The business cycle, depending on events, runs about seven years in duration and change is prompted by any number of factors; public sentiment, economic contraction, ancillary cycle convergence – perhaps a real estate cycle etc. Business cycles happen, there are leading indicators to warn us of their onslaught so they are, to some degree, predictable. Governments tend to associate their performance with economic performance, so the threat of a downturn in the business cycle prompts governmental counter cyclical actions. This can, at times delay, but rarely avert, a downturn in the business cycle. It is really a matter of mass, the federal government budget is about 220 billion, and the Canadian economy is possibly 10-fold that, depending on calculation and inclusions. The government’s long-term commitment to reduced red tape and an agreeable regulatory environment is the best solution to economic stability – hopefully generating a circumstance where a downturn means reduced growth rather than a contraction.  Government intervention can have a short-term effect, however, often in the delaying of the cycle, the delaying makes the cycle’s path back to the eventual and certain norm more extreme than it might otherwise have been.

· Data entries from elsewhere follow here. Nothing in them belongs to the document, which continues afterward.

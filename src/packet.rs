//! DHCP packet parsing and encoding per RFC 2131.
//!
//! A DHCP packet consists of a fixed 236-byte header followed by a 4-byte
//! magic cookie and variable-length options. This module handles the wire
//! framing: the fixed header, the option TLV walk, option splitting and
//! concatenation, and reply construction. Typing option payloads is the job
//! of [`OptionCodec`](crate::OptionCodec).
//!
//! # Packet Structure
//!
//! ```text
//! 0                   1                   2                   3
//! 0 1 2 3 4 5 6 7 8 9 0 1 2 3 4 5 6 7 8 9 0 1 2 3 4 5 6 7 8 9 0 1
//! +-+-+-+-+-+-+-+-+-+-+-+-+-+-+-+-+-+-+-+-+-+-+-+-+-+-+-+-+-+-+-+-+
//! |     op (1)    |   htype (1)   |   hlen (1)    |   hops (1)    |
//! +---------------+---------------+---------------+---------------+
//! |                            xid (4)                            |
//! +-------------------------------+-------------------------------+
//! |           secs (2)            |           flags (2)           |
//! +-------------------------------+-------------------------------+
//! |                          ciaddr (4)                           |
//! +---------------------------------------------------------------+
//! |                          yiaddr (4)                           |
//! +---------------------------------------------------------------+
//! |                          siaddr (4)                           |
//! +---------------------------------------------------------------+
//! |                          giaddr (4)                           |
//! +---------------------------------------------------------------+
//! |                          chaddr (16)                          |
//! +---------------------------------------------------------------+
//! |                          sname (64)                           |
//! +---------------------------------------------------------------+
//! |                          file (128)                           |
//! +---------------------------------------------------------------+
//! |                    magic cookie (4) = 99.130.83.99            |
//! +---------------------------------------------------------------+
//! |                          options (variable)                   |
//! +---------------------------------------------------------------+
//! ```
//!
//! # References
//!
//! - RFC 2131: Dynamic Host Configuration Protocol
//! - RFC 3396: Encoding Long Options in DHCPv4

use std::collections::BTreeMap;
use std::fmt;
use std::net::{Ipv4Addr, SocketAddrV4};
use std::str::FromStr;

use serde::{Deserialize, Deserializer, Serialize, Serializer};

use crate::error::DecodeError;
use crate::options::{MessageType, OptionCode, OptionValue};

/// DHCP magic cookie that identifies DHCP packets (vs BOOTP).
pub const DHCP_MAGIC_COOKIE: [u8; 4] = [99, 130, 83, 99];

pub const DHCP_SERVER_PORT: u16 = 67;
pub const DHCP_CLIENT_PORT: u16 = 68;

const DHCP_OP_HTYPE_HLEN_HOPS_SIZE: usize = 4;
const DHCP_XID_SIZE: usize = 4;
const DHCP_SECS_SIZE: usize = 2;
const DHCP_FLAGS_SIZE: usize = 2;
const DHCP_CIADDR_SIZE: usize = 4;
const DHCP_YIADDR_SIZE: usize = 4;
const DHCP_SIADDR_SIZE: usize = 4;
const DHCP_GIADDR_SIZE: usize = 4;
const DHCP_CHADDR_SIZE: usize = 16;
const DHCP_SNAME_SIZE: usize = 64;
const DHCP_FILE_SIZE: usize = 128;

const DHCP_CHADDR_OFFSET: usize = DHCP_OP_HTYPE_HLEN_HOPS_SIZE
    + DHCP_XID_SIZE
    + DHCP_SECS_SIZE
    + DHCP_FLAGS_SIZE
    + DHCP_CIADDR_SIZE
    + DHCP_YIADDR_SIZE
    + DHCP_SIADDR_SIZE
    + DHCP_GIADDR_SIZE;

const DHCP_SNAME_OFFSET: usize = DHCP_CHADDR_OFFSET + DHCP_CHADDR_SIZE;

const DHCP_FILE_OFFSET: usize = DHCP_SNAME_OFFSET + DHCP_SNAME_SIZE;

const DHCP_MAGIC_COOKIE_OFFSET: usize = DHCP_FILE_OFFSET + DHCP_FILE_SIZE;

/// Size of the fixed header portion including magic cookie.
pub const DHCP_FIXED_HEADER_SIZE: usize = DHCP_MAGIC_COOKIE_OFFSET + DHCP_MAGIC_COOKIE.len();
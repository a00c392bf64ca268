use std::path::PathBuf;

use clap::{Parser, Subcommand};
use tracing::info;
use tracing_subscriber::EnvFilter;

use leasewire::{
    ClientConfig, ClientService, DhcpClient, DhcpServer, MacAddr, OptionCodec, Result,
    ServerConfig, ServerService,
};

#[derive(Parser)]
#[command(name = "leasewire")]
#[command(author, version, about = "A DHCPv4 server and client", long_about = None)]
struct Cli {
    #[arg(short, long, default_value = "config.json")]
    config: PathBuf,

    #[arg(short, long, default_value = "info")]
    log_level: String,

    #[command(subcommand)]
    command: Option<Commands>,
}

#[derive(Subcommand)]
enum Commands {
    /// Serve leases on port 67
    Run,
    /// Print the effective server configuration
    ShowConfig,
    /// List the option table with config keys and defaults
    ListOptions,
    /// Acquire and hold a lease on port 68
    Client {
        #[arg(long)]
        mac: MacAddr,

        #[arg(long)]
        hostname: Option<String>,

        /// Send RELEASE on Ctrl-C
        #[arg(long)]
        release: bool,
    },
}

async fn shutdown_signal() {
    if let Err(error) = tokio::signal::ctrl_c().await {
        tracing::error!("Failed to listen for Ctrl-C: {}", error);
        std::future::pending::<()>().await;
    }
}

#[tokio::main]
async fn main() -> Result<()> {
    let cli = Cli::parse();

    tracing_subscriber::fmt()
        .with_env_filter(
            EnvFilter::try_from_default_env().unwrap_or_else(|_| EnvFilter::new(&cli.log_level)),
        )
        .init();

    match cli.command.unwrap_or(Commands::Run) {
        Commands::Run => {
            let config = ServerConfig::load_or_create(&cli.config)?;
            info!("Starting DHCP server with config: {:?}", cli.config);

            let server = DhcpServer::new(config, OptionCodec::standard())?;
            let service = ServerService::bind(server)?;
            let server = service.run(shutdown_signal()).await?;

            info!(
                "Stopped with {} lease(s) held",
                server.pool().snapshot().len()
            );
            Ok(())
        }
        Commands::ShowConfig => {
            let config = ServerConfig::load_or_create(&cli.config)?;
            println!("{}", serde_json::to_string_pretty(&config)?);
            Ok(())
        }
        Commands::ListOptions => {
            let config = ServerConfig::load_or_create(&cli.config)?;
            let codec = OptionCodec::standard();
            let values = config.option_values(codec.registry())?;

            println!(
                "{:<6} {:<26} {:<8} {:<20} {}",
                "Code", "Name", "Type", "Config Key", "Value"
            );
            println!("{}", "-".repeat(80));

            for spec in codec.registry().iter() {
                let value = spec
                    .resolve(&values)
                    .map(|value| codec.registry().describe(spec.code, &value))
                    .unwrap_or_default();

                println!(
                    "{:<6} {:<26} {:<8} {:<20} {}",
                    spec.code,
                    spec.name,
                    spec.value_type.to_string(),
                    spec.config_key.as_deref().unwrap_or("-"),
                    value
                );
            }
            Ok(())
        }
        Commands::Client {
            mac,
            hostname,
            release,
        } => {
            let config = ClientConfig {
                mac,
                hostname,
                release_on_close: release,
                ..Default::default()
            };
            info!("Starting DHCP client for {}", mac);

            let client = DhcpClient::new(config, OptionCodec::standard())?;
            let service = ClientService::bind(client)?;
            let client = service.run(shutdown_signal()).await?;

            info!("Client stopped in {:?}", client.state());
            Ok(())
        }
    }
}
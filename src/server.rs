//! Server-side protocol state machine.
//!
//! [`DhcpServer`] answers client messages without touching a socket: each
//! datagram goes in through [`DhcpServer::handle_datagram`] and at most one
//! [`Response`] comes out, already encoded and addressed. The
//! [`transport`](crate::transport) layer owns the socket and the sweep timer
//! and feeds both into the same `&mut self`, so the [`LeasePool`] only ever
//! has one mutator.

use std::collections::HashMap;
use std::net::{Ipv4Addr, SocketAddrV4};
use std::sync::Arc;

use chrono::{DateTime, TimeDelta, Utc};
use tracing::{debug, info, warn};

use crate::codec::OptionCodec;
use crate::config::{ConfigValues, ServerConfig};
use crate::error::{Error, Result};
use crate::lease::{Lease, LeasePool, LeaseState};
use crate::options::{ConfigLookup, MessageType, OptionCode, OptionValue};
use crate::packet::{
    BOOTREQUEST, DHCP_CLIENT_PORT, DHCP_SERVER_PORT, DhcpPacket, MacAddr, Transmit,
};

/// Options every lease-granting reply carries, requested or not.
const LEASE_OPTIONS: [u8; 4] = [
    OptionCode::ServerIdentifier as u8,
    OptionCode::LeaseTime as u8,
    OptionCode::RenewalTime as u8,
    OptionCode::RebindingTime as u8,
];

/// Options never dropped when fitting a reply into the client's size limit.
const PROTECTED_OPTIONS: [u8; 6] = [
    OptionCode::MessageType as u8,
    OptionCode::ServerIdentifier as u8,
    OptionCode::LeaseTime as u8,
    OptionCode::RenewalTime as u8,
    OptionCode::RebindingTime as u8,
    OptionCode::RelayAgentInfo as u8,
];

/// Shortest lease granted when a client asks for one (Option 51).
const MIN_LEASE_SECONDS: u32 = 60;

/// RFC 2132 §9.10 minimum for the maximum message size.
const MIN_MESSAGE_SIZE: u16 = 576;

/// IPv4 + UDP headers, counted against the maximum message size.
const IP_UDP_HEADER_SIZE: usize = 28;

/// Computes the boot file name from the decoded request and the reply being
/// built. Its return value is written into the `file` field verbatim.
pub type BootFileFn = Arc<dyn Fn(&DhcpPacket, &DhcpPacket) -> String + Send + Sync>;

#[derive(Debug, Clone, Copy, PartialEq, Eq)]
pub enum TransactionState {
    /// OFFER sent, waiting for the REQUEST.
    AwaitingRequest,
    Bound,
}

/// What the server remembers about one `xid`.
#[derive(Debug, Clone, PartialEq, Eq)]
pub struct Transaction {
    pub mac: MacAddr,
    pub ip: Ipv4Addr,
    pub state: TransactionState,
    pub updated_at: DateTime<Utc>,
}

/// A reply ready to hand to the socket.
#[derive(Debug, Clone, PartialEq, Eq)]
pub struct Response {
    pub packet: DhcpPacket,
    pub transmit: Transmit,
}

impl Response {
    pub fn message_type(&self) -> Option<MessageType> {
        self.packet.message_type()
    }
}

/// Lease, T1 and T2 for one reply.
#[derive(Debug, Clone, Copy, PartialEq, Eq)]
struct LeaseTimes {
    lease: u32,
    renewal: u32,
    rebinding: u32,
}

/// Configuration view with the negotiated lease times laid over it.
struct ReplyValues<'a> {
    base: &'a ConfigValues,
    times: Option<LeaseTimes>,
}

impl ConfigLookup for ReplyValues<'_> {
    fn lookup(&self, key: &str) -> Option<OptionValue> {
        match (key, self.times) {
            ("leaseTime", Some(times)) => Some(OptionValue::UInt32(times.lease)),
            ("renewalTime", Some(times)) => Some(OptionValue::UInt32(times.renewal)),
            ("rebindingTime", Some(times)) => Some(OptionValue::UInt32(times.rebinding)),
            _ => self.base.lookup(key),
        }
    }
}

pub struct DhcpServer {
    config: ServerConfig,
    values: ConfigValues,
    codec: OptionCodec,
    pool: LeasePool,
    transactions: HashMap<u32, Transaction>,
    boot_file: Option<BootFileFn>,
}
#[cfg(test)]
mod tests {
    use super::*;

    fn test_config() -> ServerConfig {
        ServerConfig {
            range: (
                Ipv4Addr::new(192, 168, 1, 100),
                Ipv4Addr::new(192, 168, 1, 110),
            ),
            ..Default::default()
        }
    }

    fn t0() -> DateTime<Utc> {
        DateTime::from_timestamp(1_700_000_000, 0).unwrap()
    }

    fn mac(last: u8) -> MacAddr {
        MacAddr([0xaa, 0xbb, 0xcc, 0xdd, 0xee, last])
    }

    fn secs(n: i64) -> TimeDelta {
        TimeDelta::seconds(n)
    }

    #[test]
    fn test_lease_struct() {
        let lease = Lease {
            mac: mac(1),
            ip: Ipv4Addr::new(192, 168, 1, 100),
            state: LeaseState::Bound,
            offered_at: t0(),
            expires_at: t0() + secs(3600),
            client_id: None,
        };
        assert!(!lease.is_expired(t0()));
        assert_eq!(lease.remaining_seconds(t0() + secs(100)), 3500);
        assert!(lease.is_expired(t0() + secs(3601)));
        assert_eq!(lease.remaining_seconds(t0() + secs(4000)), 0);
    }

    #[test]
    fn test_lease_lifecycle() {
        let mut pool = LeasePool::new(&test_config());

        let ip = pool.allocate(mac(1), None, t0()).unwrap();
        assert_eq!(ip, Ipv4Addr::new(192, 168, 1, 100));
        assert_eq!(pool.state_of(ip), LeaseState::Offered);

        let lease = pool
            .confirm(mac(1), ip, Some(&[1, 0xaa]), 3600, t0() + secs(5))
            .unwrap();
        assert_eq!(lease.state, LeaseState::Bound);
        assert_eq!(lease.expires_at, t0() + secs(3605));
        assert_eq!(lease.client_id.as_deref(), Some("01:aa"));

        let renewed = pool.renew(mac(1), ip, 3600, t0() + secs(1800)).unwrap();
        assert_eq!(renewed.expires_at, t0() + secs(5400));

        let released = pool.release(mac(1), ip).unwrap();
        assert_eq!(released.state, LeaseState::Released);
        assert_eq!(pool.state_of(ip), LeaseState::Free);
        assert!(pool.lease_for_mac(mac(1)).is_none());
        pool.check_consistency().unwrap();
    }

    #[test]
    fn test_sequential_allocation() {
        let mut pool = LeasePool::new(&test_config());
        let first = pool.allocate(mac(1), None, t0()).unwrap();
        let second = pool.allocate(mac(2), None, t0()).unwrap();
        assert_eq!(first, Ipv4Addr::new(192, 168, 1, 100));
        assert_eq!(second, Ipv4Addr::new(192, 168, 1, 101));

        assert_eq!(pool.allocate(mac(1), None, t0()).unwrap(), first);
    }

    #[test]
    fn test_requested_ip_honored_when_free() {
        let mut pool = LeasePool::new(&test_config());
        let wanted = Ipv4Addr::new(192, 168, 1, 105);
        assert_eq!(pool.allocate(mac(1), Some(wanted), t0()).unwrap(), wanted);

        // Taken, so mac 2 falls back to the lowest free address.
        assert_eq!(
            pool.allocate(mac(2), Some(wanted), t0()).unwrap(),
            Ipv4Addr::new(192, 168, 1, 100)
        );

        let outside = Ipv4Addr::new(10, 0, 0, 1);
        assert_eq!(
            pool.allocate(mac(3), Some(outside), t0()).unwrap(),
            Ipv4Addr::new(192, 168, 1, 101)
        );
    }

    #[test]
    fn test_static_binding() {
        let mut config = test_config();
        let fixed = Ipv4Addr::new(192, 168, 1, 50);
        config.static_bindings.insert(mac(9), fixed);
        config
            .static_bindings
            .insert(mac(8), Ipv4Addr::new(192, 168, 1, 100));
        let mut pool = LeasePool::new(&config);

        assert_eq!(pool.allocate(mac(9), None, t0()).unwrap(), fixed);
        assert_eq!(
            pool.allocate(mac(9), Some(Ipv4Addr::new(192, 168, 1, 104)), t0())
                .unwrap(),
            fixed
        );

        // A static address inside the range is never handed to anyone else.
        assert_eq!(
            pool.allocate(mac(1), Some(Ipv4Addr::new(192, 168, 1, 100)), t0())
                .unwrap(),
            Ipv4Addr::new(192, 168, 1, 101)
        );

        pool.confirm(mac(9), fixed, None, 60, t0()).unwrap();
        assert_eq!(pool.lease_for_mac(mac(9)).unwrap().state, LeaseState::Bound);
    }

    #[test]
    fn test_static_binding_wins_over_random() {
        let mut config = test_config();
        config.random_ip = true;
        config
            .static_bindings
            .insert(mac(9), Ipv4Addr::new(192, 168, 1, 107));
        let mut pool = LeasePool::new(&config);

        for _ in 0..5 {
            assert_eq!(
                pool.allocate(mac(9), None, t0()).unwrap(),
                Ipv4Addr::new(192, 168, 1, 107)
            );
        }
    }

    #[test]
    fn test_random_allocation_stays_in_range() {
        let mut config = test_config();
        config.random_ip = true;
        let mut pool = LeasePool::new(&config);

        let mut seen = BTreeSet::new();
        for last in 0..11 {
            let ip = pool.allocate(mac(last), None, t0()).unwrap();
            assert!(pool.in_range(ip));
            assert!(seen.insert(ip));
        }
        assert!(matches!(
            pool.allocate(mac(99), None, t0()),
            Err(Error::PoolExhausted)
        ));
    }

    #[test]
    fn test_random_mode_keeps_live_lease() {
        let mut config = test_config();
        config.random_ip = true;
        let mut pool = LeasePool::new(&config);

        let ip = pool.allocate(mac(1), None, t0()).unwrap();
        assert_eq!(pool.allocate(mac(1), None, t0() + secs(10)).unwrap(), ip);

        pool.confirm(mac(1), ip, None, 3600, t0() + secs(10)).unwrap();
        for last in 2..8 {
            pool.allocate(mac(last), None, t0()).unwrap();
        }
        assert_eq!(pool.allocate(mac(1), None, t0() + secs(20)).unwrap(), ip);
        assert_eq!(pool.state_of(ip), LeaseState::Bound);

        // A requested address still wins over the random draw.
        let wanted = pool.free.last().copied().unwrap();
        assert_eq!(pool.allocate(mac(9), Some(wanted), t0()).unwrap(), wanted);
        pool.check_consistency().unwrap();
    }

    #[test]
    fn test_pool_exhaustion() {
        let config = ServerConfig {
            range: (
                Ipv4Addr::new(192, 168, 1, 100),
                Ipv4Addr::new(192, 168, 1, 101),
            ),
            ..Default::default()
        };
        let mut pool = LeasePool::new(&config);

        pool.allocate(mac(1), None, t0()).unwrap();
        pool.allocate(mac(2), None, t0()).unwrap();
        assert!(matches!(
            pool.allocate(mac(3), None, t0()),
            Err(Error::PoolExhausted)
        ));
        assert_eq!(pool.free_count(), 0);
    }

    #[test]
    fn test_confirm_rejections() {
        let mut pool = LeasePool::new(&test_config());
        let ip = pool.allocate(mac(1), None, t0()).unwrap();

        assert!(matches!(
            pool.confirm(mac(2), ip, None, 3600, t0()),
            Err(Error::Rejected(_))
        ));
        assert!(matches!(
            pool.confirm(mac(1), Ipv4Addr::new(192, 168, 1, 105), None, 3600, t0()),
            Err(Error::Rejected(_))
        ));
        assert!(matches!(
            pool.confirm(mac(1), ip, None, 3600, t0() + secs(61)),
            Err(Error::Rejected(_))
        ));
        assert!(pool.confirm(mac(1), ip, None, 3600, t0() + secs(60)).is_ok());
    }

    #[test]
    fn test_offer_timeout_reclaimed_by_sweep() {
        let mut pool = LeasePool::new(&test_config());
        let ip = pool.allocate(mac(1), None, t0()).unwrap();

        assert!(pool.sweep_expired(t0() + secs(30)).is_empty());
        let swept = pool.sweep_expired(t0() + secs(61));
        assert_eq!(swept.len(), 1);
        assert_eq!(swept[0].state, LeaseState::Expired);
        assert_eq!(pool.state_of(ip), LeaseState::Free);
    }

    #[test]
    fn test_expired_lease_reallocated_after_sweep() {
        let config = ServerConfig {
            range: (
                Ipv4Addr::new(192, 168, 1, 100),
                Ipv4Addr::new(192, 168, 1, 100),
            ),
            ..Default::default()
        };
        let mut pool = LeasePool::new(&config);

        let ip = pool.allocate(mac(1), None, t0()).unwrap();
        pool.confirm(mac(1), ip, None, 100, t0()).unwrap();

        let later = t0() + secs(200);
        assert!(matches!(
            pool.allocate(mac(2), None, later),
            Err(Error::PoolExhausted)
        ));

        pool.sweep_expired(later);
        assert_eq!(pool.allocate(mac(2), None, later).unwrap(), ip);
        pool.check_consistency().unwrap();
    }

    #[test]
    fn test_previous_address_preferred() {
        let mut pool = LeasePool::new(&test_config());
        let first = pool.allocate(mac(1), None, t0()).unwrap();
        let ip = pool.allocate(mac(2), None, t0()).unwrap();
        pool.confirm(mac(2), ip, None, 3600, t0()).unwrap();
        pool.release(mac(2), ip).unwrap();
        pool.reclaim(first).unwrap();

        // Lower address is free too, but mac 2 gets its old one back.
        assert_eq!(pool.allocate(mac(2), None, t0()).unwrap(), ip);
    }

    #[test]
    fn test_release_wrong_mac_or_unbound() {
        let mut pool = LeasePool::new(&test_config());
        let ip = pool.allocate(mac(1), None, t0()).unwrap();

        assert!(pool.release(mac(1), ip).is_none());
        pool.confirm(mac(1), ip, None, 3600, t0()).unwrap();
        assert!(pool.release(mac(2), ip).is_none());
        assert_eq!(pool.state_of(ip), LeaseState::Bound);
    }

    #[test]
    fn test_decline_quarantines_until_cleared() {
        let config = ServerConfig {
            range: (
                Ipv4Addr::new(192, 168, 1, 100),
                Ipv4Addr::new(192, 168, 1, 101),
            ),
            ..Default::default()
        };
        let mut pool = LeasePool::new(&config);
        let ip = pool.allocate(mac(1), None, t0()).unwrap();

        assert!(!pool.decline(mac(2), ip));
        assert!(pool.decline(mac(1), ip));
        assert!(pool.is_quarantined(ip));

        assert_eq!(
            pool.allocate(mac(1), None, t0()).unwrap(),
            Ipv4Addr::new(192, 168, 1, 101)
        );
        assert!(matches!(
            pool.allocate(mac(3), None, t0()),
            Err(Error::PoolExhausted)
        ));

        assert!(pool.clear_quarantine(ip).unwrap());
        assert!(!pool.clear_quarantine(ip).unwrap());
        assert_eq!(pool.allocate(mac(3), None, t0()).unwrap(), ip);
    }

    #[test]
    fn test_admin_operations_reject_foreign_addresses() {
        let mut pool = LeasePool::new(&test_config());
        let foreign = Ipv4Addr::new(10, 1, 1, 1);
        assert!(matches!(
            pool.clear_quarantine(foreign),
            Err(Error::AddressOutOfRange(_))
        ));
        assert!(matches!(
            pool.reclaim(foreign),
            Err(Error::AddressOutOfRange(_))
        ));
    }

    #[test]
    fn test_reclaim() {
        let mut pool = LeasePool::new(&test_config());
        let ip = pool.allocate(mac(1), None, t0()).unwrap();
        pool.confirm(mac(1), ip, None, 3600, t0()).unwrap();

        let lease = pool.reclaim(ip).unwrap().unwrap();
        assert_eq!(lease.state, LeaseState::Free);
        assert!(pool.reclaim(ip).unwrap().is_none());
        assert_eq!(pool.allocate(mac(2), None, t0()).unwrap(), ip);
    }

    #[test]
    fn test_snapshot_and_seed() {
        let mut pool = LeasePool::new(&test_config());
        let ip = pool.allocate(mac(1), None, t0()).unwrap();
        pool.confirm(mac(1), ip, None, 3600, t0()).unwrap();
        pool.allocate(mac(2), None, t0()).unwrap();

        let snapshot = pool.snapshot();
        assert_eq!(snapshot.len(), 2);

        let mut restored = LeasePool::new(&test_config());
        restored.seed(snapshot.clone()).unwrap();
        assert_eq!(restored.snapshot(), snapshot);
        assert_eq!(restored.free_count(), pool.free_count());
        restored.check_consistency().unwrap();
    }

    #[test]
    fn test_seed_rejects_conflicts() {
        let lease = |last: u8, ip: Ipv4Addr| Lease {
            mac: mac(last),
            ip,
            state: LeaseState::Bound,
            offered_at: t0(),
            expires_at: t0() + secs(60),
            client_id: None,
        };
        let ip = Ipv4Addr::new(192, 168, 1, 103);
        let mut pool = LeasePool::new(&test_config());

        assert!(matches!(
            pool.seed(vec![lease(1, ip), lease(2, ip)]),
            Err(Error::InternalFault(_))
        ));
        assert!(pool.snapshot().is_empty());

        assert!(matches!(
            pool.seed(vec![lease(1, Ipv4Addr::new(10, 0, 0, 1))]),
            Err(Error::AddressOutOfRange(_))
        ));
    }
}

Real Estate Cycle – Prolonged

In the US Real Estate Market in 2006, there were a number of factors that contributed to a fervent and extended upswing, setting the scene for a more violent correction; they include foreign exchange factors that countered somewhat the US central banks actions, low general inflation due to influx of “cheaper goods” from China, the new mechanisms for distributing risk, the isolation of lending institutions from lending risk, the obscene exploitation of people pursuing the dream of home ownership by ethically devoid lenders, the tacit understanding that via Freddy Mac & Fanny May the US government was effectively underwriting mortgage risk – the aforementioned plus all the typical dynamics that contribute to a damaging escalation of real estate inventory and price. Massive secular inflation was left unaddressed by the government, in effect; a blind eye was turned to the impending housing dome. Once again, due in part to government programming and in part, to other dynamics, the cycle was lengthened and the correction was more severe.      

Technological Cycle

The technology cycle runs a similar pattern as the typical product cycle. There is the period of innovation, gradual absorption of the technology into society at large, then a steep curve as the technology gains critical mass and lastly the plateau and decline or end due to disruption. As technology enters the “critical mass” stage and begins to be rapidly accepted, it generates a vortex which draws in users and providers at a rapid pace, once the plateau is reached there is often an overrun of suppliers, additionally, there is large scale redundancy generated due to the new technology’s efficiency, as well as, the casualties of the incumbent technologies. At the close of the technology cycle, absent a replacement, inevitably there is a downturn. We have just passed through the maturing of the “the computer technology cycle” and as when the “rail” technology cycle ended, we are experiencing all the negative effects that emanate from a technology cycle ends. The mobile market or the other “adjuncts” to the computer cycle are essentially drawing on plateau resources to access the market – no real “new blood” of sufficient mass to effect a unique cycle.

Macro-economic cycle

There are macro-economic cycles running 60 to 80 years in duration, the contraction is normally effected by the ending of a technology cycle or demographics - their existence has an inherent reality of the ebb and flow of large civilizations, these cycles are apparent in various duration throughout history. The last one contracted in the late 1920s and we are nearing the end of a similar one now. 
 
Conclusion

There has been a confluence of cycles in the contraction phase; the “crisis of confidence” that precipitated the beginning of the great recession was really a collective realization that due to a number of factors the music was about to stop – at that point even the rats jumped ship. The good news about a cycle is that inherent in a downswing, there is an upswing – it’s never a question of if, but rather when.